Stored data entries
···

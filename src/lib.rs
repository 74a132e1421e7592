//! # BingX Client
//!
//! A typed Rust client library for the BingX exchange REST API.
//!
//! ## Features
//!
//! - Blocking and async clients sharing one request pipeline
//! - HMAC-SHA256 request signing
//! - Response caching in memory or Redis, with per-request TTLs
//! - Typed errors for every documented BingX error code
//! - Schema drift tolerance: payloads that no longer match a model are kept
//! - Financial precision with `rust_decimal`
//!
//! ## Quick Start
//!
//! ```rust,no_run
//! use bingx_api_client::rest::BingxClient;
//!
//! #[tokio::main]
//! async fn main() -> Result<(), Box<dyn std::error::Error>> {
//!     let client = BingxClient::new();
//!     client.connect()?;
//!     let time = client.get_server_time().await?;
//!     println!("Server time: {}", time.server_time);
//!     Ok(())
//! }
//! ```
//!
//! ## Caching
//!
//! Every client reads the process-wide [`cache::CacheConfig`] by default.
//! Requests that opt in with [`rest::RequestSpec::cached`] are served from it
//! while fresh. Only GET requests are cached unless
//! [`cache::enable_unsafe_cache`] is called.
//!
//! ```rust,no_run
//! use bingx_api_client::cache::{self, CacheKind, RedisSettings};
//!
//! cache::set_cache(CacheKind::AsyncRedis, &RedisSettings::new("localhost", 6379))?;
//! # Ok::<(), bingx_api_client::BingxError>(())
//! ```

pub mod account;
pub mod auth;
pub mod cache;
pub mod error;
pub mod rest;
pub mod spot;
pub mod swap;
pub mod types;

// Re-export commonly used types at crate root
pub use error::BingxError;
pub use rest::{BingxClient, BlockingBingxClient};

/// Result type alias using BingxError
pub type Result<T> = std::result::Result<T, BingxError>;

···

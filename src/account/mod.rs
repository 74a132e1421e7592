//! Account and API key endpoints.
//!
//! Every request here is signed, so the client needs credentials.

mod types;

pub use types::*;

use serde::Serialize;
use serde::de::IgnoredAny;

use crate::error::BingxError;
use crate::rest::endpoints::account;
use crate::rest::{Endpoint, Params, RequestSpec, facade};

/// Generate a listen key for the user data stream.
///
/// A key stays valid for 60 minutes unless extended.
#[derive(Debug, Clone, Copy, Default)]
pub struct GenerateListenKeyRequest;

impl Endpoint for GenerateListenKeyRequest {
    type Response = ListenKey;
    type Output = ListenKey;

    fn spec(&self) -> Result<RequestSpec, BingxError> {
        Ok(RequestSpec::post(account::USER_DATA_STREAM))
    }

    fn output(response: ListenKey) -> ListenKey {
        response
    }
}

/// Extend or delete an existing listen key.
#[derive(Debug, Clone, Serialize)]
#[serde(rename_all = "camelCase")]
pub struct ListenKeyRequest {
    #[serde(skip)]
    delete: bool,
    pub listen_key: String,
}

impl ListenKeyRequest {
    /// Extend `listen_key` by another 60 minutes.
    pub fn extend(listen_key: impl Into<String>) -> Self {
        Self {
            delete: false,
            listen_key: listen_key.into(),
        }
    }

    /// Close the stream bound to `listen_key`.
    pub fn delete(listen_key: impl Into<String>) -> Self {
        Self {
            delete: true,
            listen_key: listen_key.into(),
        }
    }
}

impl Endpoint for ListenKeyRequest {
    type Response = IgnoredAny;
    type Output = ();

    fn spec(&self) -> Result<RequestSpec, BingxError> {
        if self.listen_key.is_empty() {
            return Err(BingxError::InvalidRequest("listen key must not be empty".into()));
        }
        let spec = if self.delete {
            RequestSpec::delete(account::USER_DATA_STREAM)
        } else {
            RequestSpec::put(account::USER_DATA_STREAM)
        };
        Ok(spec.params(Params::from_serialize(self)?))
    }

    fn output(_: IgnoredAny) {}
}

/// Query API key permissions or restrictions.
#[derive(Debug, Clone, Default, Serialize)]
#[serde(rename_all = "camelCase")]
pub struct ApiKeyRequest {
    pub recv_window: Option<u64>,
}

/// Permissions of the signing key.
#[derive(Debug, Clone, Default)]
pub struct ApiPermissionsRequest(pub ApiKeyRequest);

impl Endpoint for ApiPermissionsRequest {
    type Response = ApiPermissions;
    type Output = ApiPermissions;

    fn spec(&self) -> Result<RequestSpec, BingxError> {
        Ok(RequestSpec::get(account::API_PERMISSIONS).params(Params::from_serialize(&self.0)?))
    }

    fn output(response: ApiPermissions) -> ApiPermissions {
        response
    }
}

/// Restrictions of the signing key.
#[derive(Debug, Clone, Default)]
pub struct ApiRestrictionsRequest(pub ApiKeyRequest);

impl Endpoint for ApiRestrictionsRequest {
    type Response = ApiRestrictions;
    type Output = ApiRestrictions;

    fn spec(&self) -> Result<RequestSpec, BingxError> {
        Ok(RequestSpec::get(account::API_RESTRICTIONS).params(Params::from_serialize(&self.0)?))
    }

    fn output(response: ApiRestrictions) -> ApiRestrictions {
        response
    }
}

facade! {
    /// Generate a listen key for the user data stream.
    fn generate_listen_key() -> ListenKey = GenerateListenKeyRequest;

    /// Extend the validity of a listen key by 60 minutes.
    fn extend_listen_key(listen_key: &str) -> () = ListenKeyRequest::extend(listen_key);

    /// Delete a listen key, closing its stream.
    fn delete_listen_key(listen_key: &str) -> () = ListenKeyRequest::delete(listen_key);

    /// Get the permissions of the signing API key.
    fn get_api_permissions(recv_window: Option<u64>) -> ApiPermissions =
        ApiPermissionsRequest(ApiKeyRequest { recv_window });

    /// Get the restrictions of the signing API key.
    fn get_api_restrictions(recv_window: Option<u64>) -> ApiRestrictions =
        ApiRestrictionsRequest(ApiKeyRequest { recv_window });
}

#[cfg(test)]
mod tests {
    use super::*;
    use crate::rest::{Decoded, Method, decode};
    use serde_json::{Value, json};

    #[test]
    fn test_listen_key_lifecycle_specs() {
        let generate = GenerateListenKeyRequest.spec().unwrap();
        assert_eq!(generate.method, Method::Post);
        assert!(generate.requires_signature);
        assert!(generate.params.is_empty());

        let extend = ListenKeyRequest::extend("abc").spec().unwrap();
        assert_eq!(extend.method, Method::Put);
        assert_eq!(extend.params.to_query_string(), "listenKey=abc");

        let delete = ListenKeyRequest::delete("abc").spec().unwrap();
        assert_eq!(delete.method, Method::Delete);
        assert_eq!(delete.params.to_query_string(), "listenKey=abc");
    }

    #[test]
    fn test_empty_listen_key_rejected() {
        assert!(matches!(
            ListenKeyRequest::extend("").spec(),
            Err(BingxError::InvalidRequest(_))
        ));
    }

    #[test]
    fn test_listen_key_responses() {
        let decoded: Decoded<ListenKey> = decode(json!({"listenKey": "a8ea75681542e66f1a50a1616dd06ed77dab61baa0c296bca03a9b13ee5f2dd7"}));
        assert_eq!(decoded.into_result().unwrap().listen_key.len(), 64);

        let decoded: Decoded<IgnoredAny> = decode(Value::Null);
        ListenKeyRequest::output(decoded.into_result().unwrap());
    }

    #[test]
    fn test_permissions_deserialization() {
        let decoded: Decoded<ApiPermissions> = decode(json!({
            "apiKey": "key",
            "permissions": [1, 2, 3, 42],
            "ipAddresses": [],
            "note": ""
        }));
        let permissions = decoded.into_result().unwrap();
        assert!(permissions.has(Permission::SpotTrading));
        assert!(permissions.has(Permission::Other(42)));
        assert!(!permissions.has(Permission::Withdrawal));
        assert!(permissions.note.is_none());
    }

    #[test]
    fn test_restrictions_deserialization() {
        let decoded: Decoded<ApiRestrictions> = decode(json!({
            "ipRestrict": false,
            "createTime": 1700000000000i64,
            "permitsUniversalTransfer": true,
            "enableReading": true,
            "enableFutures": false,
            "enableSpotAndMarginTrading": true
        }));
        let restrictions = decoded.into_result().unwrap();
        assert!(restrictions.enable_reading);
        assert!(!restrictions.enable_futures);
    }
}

···

The answer must be a single number: the count of lines in the data that include the word "GenerateListenKeyRequest".

> Written solution
4